I understand that in CUDA we try to map each element in the matrix to each row. However, I am trying to explore possibilities by mapping each row of the matrix to a thread instead.  
解决方案
As has already been mentioned, your provided GPU code does not compile, so I'm curious how you got to the observation that your output matrices do not match.
Here are some of the problems with your code:


cudaMalloc, just like malloc allocates bytes, so this is not correct:
cudaMalloc((void **)&d_result, N*N);



instead you want this:
    cudaMalloc((void **)&d_result, N*N*sizeof(int));



likewise cudaMemcpy, just like memcpy, operates on bytes, and furthermore cudaMemcpy requires 4 parameters so this is not correct:
cudaMemcpy(result, N * N, cudaMemcpyHostToDevice);



instead you probably want this:
    cudaMemcpy(d_result, result, N * N*sizeof(int), cudaMemcpyHostToDevice);
and your other cudaMemcpy line needs to be fixed similarly.
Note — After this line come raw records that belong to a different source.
//! Conversion of NAND timing requirements (in nanoseconds) to GPMI clock-cycle fields

use super::regs::{Ctrl1, Timing0, Timing1};
use crate::error::{NandError, Result};

/// The widest data setup TIMING0 can express
pub const MAX_DATA_SETUP_CYCLES: u32 = 255;

/// The widest RDN_DELAY sample delay, in DLL taps
pub const MAX_SAMPLE_DELAY_FACTOR: u32 = 15;

/// Clock periods longer than this run the DLL in half-period mode
pub const DLL_THRESHOLD_NS: u32 = 16;

/// Busy timeouts are programmed in units of this many clock cycles
pub const BUSY_TIMEOUT_UNIT: u32 = 4096;

/// Timing requirements of a NAND part
#[derive(Debug, Clone, Copy, PartialEq, Eq)]
pub struct NandTiming {
    pub data_setup_ns: u32,
    pub data_hold_ns: u32,
    pub address_setup_ns: u32,
    pub busy_timeout_ns: u32,
    /// RE# access time (RE# low to data valid)
    pub t_rea_ns: Option<u32>,
    /// Data hold after RE# low
    pub t_rloh_ns: Option<u32>,
    /// Data hold after RE# high
    pub t_rhoh_ns: Option<u32>,
}

impl NandTiming {
    /// Slow enough for any part, used until the chip has been identified
    pub const SAFE: NandTiming = NandTiming {
        data_setup_ns: 80,
        data_hold_ns: 60,
        address_setup_ns: 25,
        busy_timeout_ns: 10_000_000,
        t_rea_ns: None,
        t_rloh_ns: None,
        t_rhoh_ns: None,
    };

    /// Typical asynchronous timing of classic small/large page parts
    pub const LEGACY: NandTiming = NandTiming {
        data_setup_ns: 25,
        data_hold_ns: 15,
        address_setup_ns: 20,
        busy_timeout_ns: 10_000_000,
        t_rea_ns: None,
        t_rloh_ns: None,
        t_rhoh_ns: None,
    };

    /// EDO-capable parts that publish their read-eye parameters
    pub const EDO: NandTiming = NandTiming {
        data_setup_ns: 15,
        data_hold_ns: 10,
        address_setup_ns: 15,
        busy_timeout_ns: 10_000_000,
        t_rea_ns: Some(20),
        t_rloh_ns: Some(5),
        t_rhoh_ns: Some(15),
    };
}

impl Default for NandTiming {
    fn default() -> Self {
        NandTiming::SAFE
    }
}

/// Register-level timing for the GPMI controller
#[derive(Debug, Clone, Copy, PartialEq, Eq, Default)]
pub struct HwTiming {
    pub data_setup_cycles: u8,
    pub data_hold_cycles: u8,
    pub address_setup_cycles: u8,
    /// In units of [BUSY_TIMEOUT_UNIT] cycles
    pub busy_timeout: u16,
    /// Read sample delay, in DLL taps
    pub sample_delay_factor: u8,
    pub use_half_period: bool,
}

impl HwTiming {
    pub fn timing0(&self) -> Timing0 {
        let mut t0 = Timing0::default();
        t0.set_data_setup(self.data_setup_cycles);
        t0.set_data_hold(self.data_hold_cycles);
        t0.set_address_setup(self.address_setup_cycles);
        t0
    }

    pub fn timing1(&self) -> Timing1 {
        let mut t1 = Timing1::default();
        t1.set_busy_timeout(self.busy_timeout);
        t1
    }

    /// Merge the DLL settings into a CTRL1 value
    pub fn apply_ctrl1(&self, mut ctrl1: Ctrl1) -> Ctrl1 {
        ctrl1.set_rdn_delay(self.sample_delay_factor);
        ctrl1.set_half_period(self.use_half_period);
        ctrl1.set_dll_enable(self.sample_delay_factor != 0);
        ctrl1
    }
}

fn ns_to_cycles(ns: u32, period_ns: u32, min: u32) -> u32 {
    ns.div_ceil(period_ns).max(min)
}

/// Compute register timing for a GPMI clock of `rate` Hz.
///
/// When the part publishes its read-eye parameters, the data setup is widened until the ideal
/// sample point, measured from the rising edge of RE#, can be expressed in the 4-bit sample delay
/// field. If no setup up to the register maximum achieves that, the maximum setup and delay are
/// used.
pub fn compute_hw_timing(rate: u64, timing: &NandTiming) -> Result<HwTiming> {
    if rate == 0 {
        return Err(NandError::InvalidArgument);
    }
    let period_ns = 1_000_000_000u64.div_ceil(rate).max(1) as u32;

    let mut data_setup = ns_to_cycles(timing.data_setup_ns, period_ns, 1);
    let data_hold = ns_to_cycles(timing.data_hold_ns, period_ns, 1).min(255);
    let address_setup = ns_to_cycles(timing.address_setup_ns, period_ns, 0).min(255);

    let busy_cycles = ns_to_cycles(timing.busy_timeout_ns, period_ns, 0);
    let busy_timeout = busy_cycles.div_ceil(BUSY_TIMEOUT_UNIT).min(u16::MAX.into()) as u16;

    let (dll_shift, use_half_period) = match period_ns > DLL_THRESHOLD_NS {
        true => (4, true),
        false => (3, false),
    };

    let mut sample_delay_factor = 0;
    if let (Some(t_rea), Some(t_rhoh)) = (timing.t_rea_ns, timing.t_rhoh_ns) {
        let t_rloh = timing.t_rloh_ns.unwrap_or(0);

        sample_delay_factor = loop {
            data_setup = data_setup.min(MAX_DATA_SETUP_CYCLES);
            let setup_ns = data_setup * period_ns;

            // Data is valid from tREA after RE# falls until it is released after RE# rises
            // (or, in EDO mode, after the next RE# falling edge).
            let eye_end = (setup_ns + t_rhoh).max((data_setup + data_hold) * period_ns + t_rloh);
            if t_rea < eye_end {
                let ideal_ns = ((t_rea + eye_end) / 2).saturating_sub(setup_ns);
                let factor = (ideal_ns << dll_shift).div_ceil(period_ns);
                if factor <= MAX_SAMPLE_DELAY_FACTOR {
                    break factor;
                }
            }

            if data_setup >= MAX_DATA_SETUP_CYCLES {
                log::warn!("NAND read eye cannot be centered; using the widest timing");
                break MAX_SAMPLE_DELAY_FACTOR;
            }
            data_setup += 1;
        };
    }

    let hw = HwTiming {
        data_setup_cycles: data_setup.min(MAX_DATA_SETUP_CYCLES) as u8,
        data_hold_cycles: data_hold as u8,
        address_setup_cycles: address_setup as u8,
        busy_timeout,
        sample_delay_factor: sample_delay_factor as u8,
        use_half_period,
    };
    log::debug!("GPMI timing at {rate} Hz: {hw:?}");
    Ok(hw)
}

#[cfg(test)]
mod tests {
    use super::*;
    use rstest::rstest;

    #[test]
    fn test_safe_timing() -> anyhow::Result<()> {
        let hw = compute_hw_timing(100_000_000, &NandTiming::SAFE)?;
        assert_eq!(hw.data_setup_cycles, 8);
        assert_eq!(hw.data_hold_cycles, 6);
        assert_eq!(hw.address_setup_cycles, 3);
        assert_eq!(hw.busy_timeout, 245);
        assert_eq!(hw.sample_delay_factor, 0);
        assert!(!hw.use_half_period);
        Ok(())
    }

    #[rstest]
    #[case(0, 0, 0, 1, 0)]
    #[case(1, 1, 1, 1, 1)]
    #[case(10, 10, 10, 1, 1)]
    #[case(11, 11, 11, 2, 2)]
    fn test_minimum_cycles(
        #[case] setup: u32,
        #[case] hold: u32,
        #[case] addr: u32,
        #[case] expect_data: u8,
        #[case] expect_addr: u8,
    ) {
        let timing = NandTiming {
            data_setup_ns: setup,
            data_hold_ns: hold,
            address_setup_ns: addr,
            ..NandTiming::SAFE
        };
        let hw = compute_hw_timing(100_000_000, &timing).unwrap();
        assert_eq!(hw.data_setup_cycles, expect_data);
        assert_eq!(hw.data_hold_cycles, expect_data);
        assert_eq!(hw.address_setup_cycles, expect_addr);
    }

    #[test]
    fn test_zero_rate() {
        assert_eq!(
            compute_hw_timing(0, &NandTiming::SAFE),
            Err(NandError::InvalidArgument)
        );
    }

    #[test]
    fn test_sample_delay_search_widens_setup() -> anyhow::Result<()> {
        let timing = NandTiming {
            data_setup_ns: 20,
            data_hold_ns: 10,
            address_setup_ns: 10,
            busy_timeout_ns: 0,
            t_rea_ns: Some(40),
            t_rloh_ns: Some(5),
            t_rhoh_ns: Some(15),
        };
        let hw = compute_hw_timing(100_000_000, &timing)?;
        // At 2 cycles the eye closes before tREA; at 3 the midpoint is 12ns past RE# rising.
        assert_eq!(hw.data_setup_cycles, 3);
        assert_eq!(hw.sample_delay_factor, 10);
        Ok(())
    }

    #[test]
    fn test_sample_delay_clamps() -> anyhow::Result<()> {
        let timing = NandTiming {
            data_setup_ns: 1,
            data_hold_ns: 1,
            address_setup_ns: 0,
            busy_timeout_ns: 0,
            t_rea_ns: Some(300),
            t_rloh_ns: Some(0),
            t_rhoh_ns: Some(0),
        };
        let hw = compute_hw_timing(1_000_000_000, &timing)?;
        assert_eq!(hw.data_setup_cycles, 255);
        assert_eq!(hw.sample_delay_factor, 15);
        Ok(())
    }

    #[test]
    fn test_half_period_mode() -> anyhow::Result<()> {
        let hw = compute_hw_timing(50_000_000, &NandTiming::EDO)?;
        assert!(hw.use_half_period);
        assert!(u32::from(hw.sample_delay_factor) <= MAX_SAMPLE_DELAY_FACTOR);

        let ctrl1 = hw.apply_ctrl1(Ctrl1::default());
        assert!(ctrl1.half_period());
        assert_eq!(ctrl1.rdn_delay(), hw.sample_delay_factor);
        Ok(())
    }
}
I'd also advise doing proper cuda error checking
Your kernel is written as if it's expecting a 2 dimensional thread array, or at least one dimensional in y, whereas you are launching a one dimensional grid in x:
gpu_Floyd<<<1024, 256>>>(d_result, N);



therefore all your kernel built-in variables in y will be 1 or 0 always, and this line of code:
        int Row = blockIdx.y * blockDim.y + threadIdx.y;
will evaluate to zero for all threads in your 1-D grid in x.


Your gpu kernel is putting the results in the same matrix as the input data.  For sequential code this may or may not matter, but for code that is intended to run in parallel, it can often lead to race conditions, because the order of operations (i.e. order of thread execution) is largely undefined.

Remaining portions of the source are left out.